Joint Modelling of Longitudinal Measurements and Time-to-Event Outcomes With a Cure Fraction Using Functional Principal Component Analysis.

作者信息

Guo Siyuan, Zhang Jiajia, Halabi Susan

机构信息

Department of Biostatistics and Bioinformatics, Duke University, Durham, North Carolina, USA.

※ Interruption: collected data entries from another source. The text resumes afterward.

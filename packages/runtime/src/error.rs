use keel_core::{Attribute, DefinitionError, EnvError};

/// Registry lookup and plugin lifecycle failures.
#[derive(Debug, thiserror::Error)]
pub enum PluginError {
    #[error("could not find feature '{0}'")]
    FeatureNotFound(String),

    #[error("could not find service implementation for '{0}'")]
    ServiceNotFound(String),

    #[error("feature '{name}' failed to {stage}: {source}")]
    Feature {
        name: String,
        stage: &'static str,
        #[source]
        source: anyhow::Error,
    },

    #[error("{name} does not provide the {api} API")]
    MissingApi { name: String, api: &'static str },
}

/// Failures while binding outbound clients to service fields.
#[derive(Debug, thiserror::Error)]
pub enum ClientError {
    #[error("could not find gRPC client '{0}' inside service options")]
    NotFound(String),

    #[error("gRPC client '{0}' has an empty service name")]
    EmptyServiceName(String),

    #[error("gRPC client '{0}' does not build values of the field's type")]
    TypeMismatch(String),

    #[error("field '{0}' is bound to a client but cannot hold one")]
    NotAClientField(String),

    #[error("could not connect to '{client}': {source}")]
    Connection {
        client: String,
        #[source]
        source: anyhow::Error,
    },
}

/// A field of the service object the runtime cannot fill.
#[derive(Debug, Clone, PartialEq, Eq, thiserror::Error)]
pub enum ValidationError {
    /// A required field was left unset.
    #[error("could not initiate struct {service}, value from field {field} is missing")]
    Missing { service: String, field: String },

    /// A `feature` field whose type cannot hold an injected API.
    #[error("field {field} of struct {service} is tagged feature but cannot be injected")]
    NotInjectable { service: String, field: String },
}

impl ValidationError {
    #[must_use]
    pub fn field(&self) -> &str {
        match self {
            Self::Missing { field, .. } | Self::NotInjectable { field, .. } => field,
        }
    }
}

/// A fatal bootstrap or run failure.
///
/// Carries the human-readable stage message and the underlying cause. It is
/// logged exactly once, at fatal severity, by the orchestrator.
#[derive(Debug, thiserror::Error)]
#[error("{message}: {source}")]
pub struct AbortError {
    pub message: String,
    #[source]
    pub source: anyhow::Error,
}

impl AbortError {
    pub fn new(message: impl Into<String>, source: impl Into<anyhow::Error>) -> Self {
        Self {
            message: message.into(),
            source: source.into(),
        }
    }

    /// Attributes logged alongside the abort message.
    #[must_use]
    pub fn attributes(&self) -> Vec<Attribute> {
        vec![Attribute::string("error", format!("{:#}", self.source))]
    }
}

impl From<DefinitionError> for AbortError {
    fn from(err: DefinitionError) -> Self {
        Self::new("service definitions error", err)
    }
}

impl From<EnvError> for AbortError {
    fn from(err: EnvError) -> Self {
        Self::new("could not load service environment", err)
    }
}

Department of Epidemiology and Biostatistics, University of South Carolina, Columbia, South Carolina, USA.

出版信息

Stat Med. 2024 Dec 30;43(30):6059-6072. doi: 10.1002/sim.10289. Epub 2024 Dec 5.

Abstract

In studying the association between clinical measurements and time-to-event outcomes within a cure model, utilizing repeated observations rather than solely baseline values may lead to more accurate estimation. However, there are two main challenges in this context. First, longitudinal measurements are usually observed at discrete time points and second, for diseases that respond well to treatment, a high censoring proportion may occur by the end of the trial. In this article, we propose a joint modelling approach to simultaneously study the longitudinal observations and time-to-event outcome with an assumed cure fraction. We employ the functional principal components analysis (FPCA) to model the longitudinal data, offering flexibility by not assuming a specific form for the longitudinal curve. We used a Cox's proportional hazards mixture cure model to study the survival outcome. To investigate the longitudinal binary observations, we adopt a quasi-likelihood method which builds pseudo normal distribution for the binary data and use the E-M algorithm to estimate the parameters. The tuning parameters are selected using the Akaike information criterion. Our proposed method is evaluated through extensive simulation studies and applied to a clinical trial data to study the relationship between the longitudinal prostate specific antigen (PSA) measurements and overall survival in men with metastatic prostate cancer.

摘要

在治愈模型中研究临床测量与事件发生时间结局之间的关联时,利用重复观测值而非仅使用基线值可能会带来更准确的估计。然而,在这种情况下存在两个主要挑战。首先,纵向测量通常是在离散时间点进行观测的,其次,对于对治疗反应良好的疾病,在试验结束时可能会出现较高的删失比例。在本文中,我们提出一种联合建模方法,以在假定有治愈比例的情况下同时研究纵向观测值和事件发生时间结局。我们采用功能主成分分析(FPCA)对纵向数据进行建模,通过不假定纵向曲线的特定形式来提供灵活性。我们使用Cox比例风险混合治愈模型来研究生存结局。为了研究纵向二元观测值,我们采用一种拟似然方法,该方法为二元数据构建伪正态分布,并使用期望最大化(E-M)算法来估计参数。使用赤池信息准则选择调优参数。我们提出的方法通过广泛的模拟研究进行评估,并应用于一项临床试验数据,以研究纵向前列腺特异性抗原(PSA)测量值与转移性前列腺癌男性患者总生存之间的关系。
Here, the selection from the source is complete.